Friday, Oct 27th, 2023 (10:25 am) - Score 4,088

Network access provider Openreach has begun a new “hyper-care” trial that is designed to help improve the handling of Fibre-to-the-Premises (FTTP) broadband orders that have been in the tail (waiting to be delivered) for more than 100 calendar days, which will essentially put those orders through a special review.

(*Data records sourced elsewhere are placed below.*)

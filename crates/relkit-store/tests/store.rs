use relkit_core::{SurvivalSink, build_intervals};
use relkit_ingest::select;
use relkit_model::{AggregationMode, BuildOptions, CensoringStatus, IncidentRecord, SurvivalRecord};
use relkit_store::{ProgramDb, StoreError};

fn fleet() -> Vec<IncidentRecord> {
    vec![
        IncidentRecord::new("SN-1", 1, 10.0, 738_000).with_assembly(4),
        IncidentRecord::new("SN-1", 2, 25.0, 738_010).with_assembly(4),
        IncidentRecord::new("SN-1", 3, 25.0, 738_011).with_assembly(4),
        IncidentRecord::new("SN-1", 4, 40.0, 738_020).with_assembly(4),
        IncidentRecord::new("SN-2", 5, 5.0, 738_005).with_assembly(4),
        IncidentRecord::new("SN-2", 6, 3.0, 738_015).with_assembly(4),
        IncidentRecord::new("SN-2", 7, 9.0, 738_025).with_assembly(4),
    ]
}

fn build_into_store(db: &ProgramDb, options: &BuildOptions) -> (i64, usize) {
    let incidents = select(db, options.mode, options.include_zero_hour).unwrap();
    let dataset = db.create_dataset(options).unwrap();
    let mut sink = db.table_sink(dataset.dataset_id);
    let outcome = build_intervals(incidents, &mut sink).unwrap();
    sink.flush().unwrap();
    assert_eq!(sink.written(), outcome.emitted);
    (dataset.dataset_id, outcome.skipped_count())
}

#[test]
fn builds_dataset_from_stored_incidents() {
    let mut db = ProgramDb::open_in_memory().unwrap();
    db.import_incidents(&fleet()).unwrap();
    let options = BuildOptions::new(AggregationMode::AllFailureTimes)
        .with_assembly(4)
        .with_description("fleet")
        .with_confidence(90.0);

    // SN-2 opens at 5.0 but its next incident reads 3.0: the opener is dropped.
    let (dataset_id, skipped) = build_into_store(&db, &options);
    assert_eq!(dataset_id, 1);
    assert_eq!(skipped, 1);

    let records = db.load_records(dataset_id).unwrap();
    let intervals: Vec<(&str, f64, f64)> = records
        .iter()
        .map(|record| (record.unit.as_str(), record.left_interval, record.right_interval))
        .collect();
    assert_eq!(
        intervals,
        vec![
            ("SN-1", 0.0, 10.0),
            ("SN-1", 10.0, 25.0),
            ("SN-1", 25.0, 25.0),
            ("SN-1", 25.0, 40.0),
            ("SN-2", 0.0, 3.0),
            ("SN-2", 3.0, 9.0),
        ]
    );
    assert!(records.iter().all(|record| record.dataset_id == dataset_id));
    assert!(
        records
            .iter()
            .all(|record| record.status == CensoringStatus::IntervalCensored)
    );
    assert!(records.iter().all(|record| record.record_id != 4));

    let stored = db.load_dataset(dataset_id).unwrap();
    assert_eq!(stored.description, "fleet");
    assert_eq!(stored.confidence, 90.0);
    assert_eq!(stored.assembly_id, 4);
}

#[test]
fn repeated_runs_differ_only_in_dataset_id() {
    let mut db = ProgramDb::open_in_memory().unwrap();
    db.import_incidents(&fleet()).unwrap();
    let options = BuildOptions::new(AggregationMode::DistinctFailureTimes);

    let (first_id, _) = build_into_store(&db, &options);
    let (second_id, _) = build_into_store(&db, &options);
    assert_eq!(second_id, first_id + 1);

    let strip = |records: Vec<SurvivalRecord>| -> Vec<SurvivalRecord> {
        records
            .into_iter()
            .map(|record| record.in_dataset(0))
            .collect()
    };
    let first = strip(db.load_records(first_id).unwrap());
    let second = strip(db.load_records(second_id).unwrap());
    assert!(!first.is_empty());
    assert_eq!(first, second);
}

#[test]
fn listing_counts_records_per_dataset() {
    let mut db = ProgramDb::open_in_memory().unwrap();
    db.import_incidents(&fleet()).unwrap();
    build_into_store(&db, &BuildOptions::new(AggregationMode::FirstFailureOnly));
    db.create_dataset(&BuildOptions::default().with_description("empty"))
        .unwrap();

    let summaries = db.list_datasets().unwrap();
    assert_eq!(summaries.len(), 2);
    assert_eq!(summaries[0].dataset.dataset_id, 1);
    assert_eq!(summaries[0].records, 2);
    assert_eq!(summaries[1].dataset.description, "empty");
    assert_eq!(summaries[1].records, 0);
}

#[test]
fn records_are_written_as_they_are_produced() {
    let db = ProgramDb::open_in_memory().unwrap();
    let dataset = db.create_dataset(&BuildOptions::default()).unwrap();
    let mut sink = db.table_sink(dataset.dataset_id);
    let incident = IncidentRecord::new("A", 1, 10.0, 738_000);
    sink.write_record(&SurvivalRecord::interval_censored(0, &incident, 0.0, 10.0))
        .unwrap();

    assert_eq!(db.load_records(dataset.dataset_id).unwrap().len(), 1);
    assert_eq!(sink.dataset_id(), dataset.dataset_id);
}

#[test]
fn duplicate_record_id_fails_the_write() {
    let db = ProgramDb::open_in_memory().unwrap();
    let dataset = db.create_dataset(&BuildOptions::default()).unwrap();
    let mut sink = db.table_sink(dataset.dataset_id);
    let incident = IncidentRecord::new("A", 1, 10.0, 738_000);
    let record = SurvivalRecord::interval_censored(0, &incident, 0.0, 10.0);
    sink.write_record(&record).unwrap();

    let error = sink.write_record(&record).unwrap_err();
    assert!(matches!(error, StoreError::Sqlite(_)));
}

#[test]
fn zero_hour_exclusion_reaches_the_store_query() {
    let mut db = ProgramDb::open_in_memory().unwrap();
    db.import_incidents(&[
        IncidentRecord::new("A", 1, 0.0, 738_000),
        IncidentRecord::new("A", 2, 30.0, 738_001),
    ])
    .unwrap();
    let options = BuildOptions::new(AggregationMode::AllFailureTimes).with_zero_hour(false);
    let (dataset_id, _) = build_into_store(&db, &options);
    let records = db.load_records(dataset_id).unwrap();
    assert_eq!(records.len(), 1);
    assert_eq!(records[0].left_interval, 0.0);
    assert_eq!(records[0].right_interval, 30.0);
}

Most new orders for FTTP lines on Openreach’s network are usually delivered within a few short weeks, but sometimes a variety of problems – other than extreme weather or global pandemics – can cause service provision to take a lot longer than usual. For example, the need for complex dig work, tedious traffic management measures, wayleaves (neighbour disputes), permission to dig requests and confirmation of Excess Construction Charges (ECC) etc.

Naturally, such challenges can cause frustration among both ISPs and any impacted customers, which is one reason why Openreach appear to be exploring a new “temporary process” via the “hyper-care trial“. The goal of this is to give broadband providers some reassurance that their oldest tails are being hand-held – not neglected, and to give them a single point of contact for that case.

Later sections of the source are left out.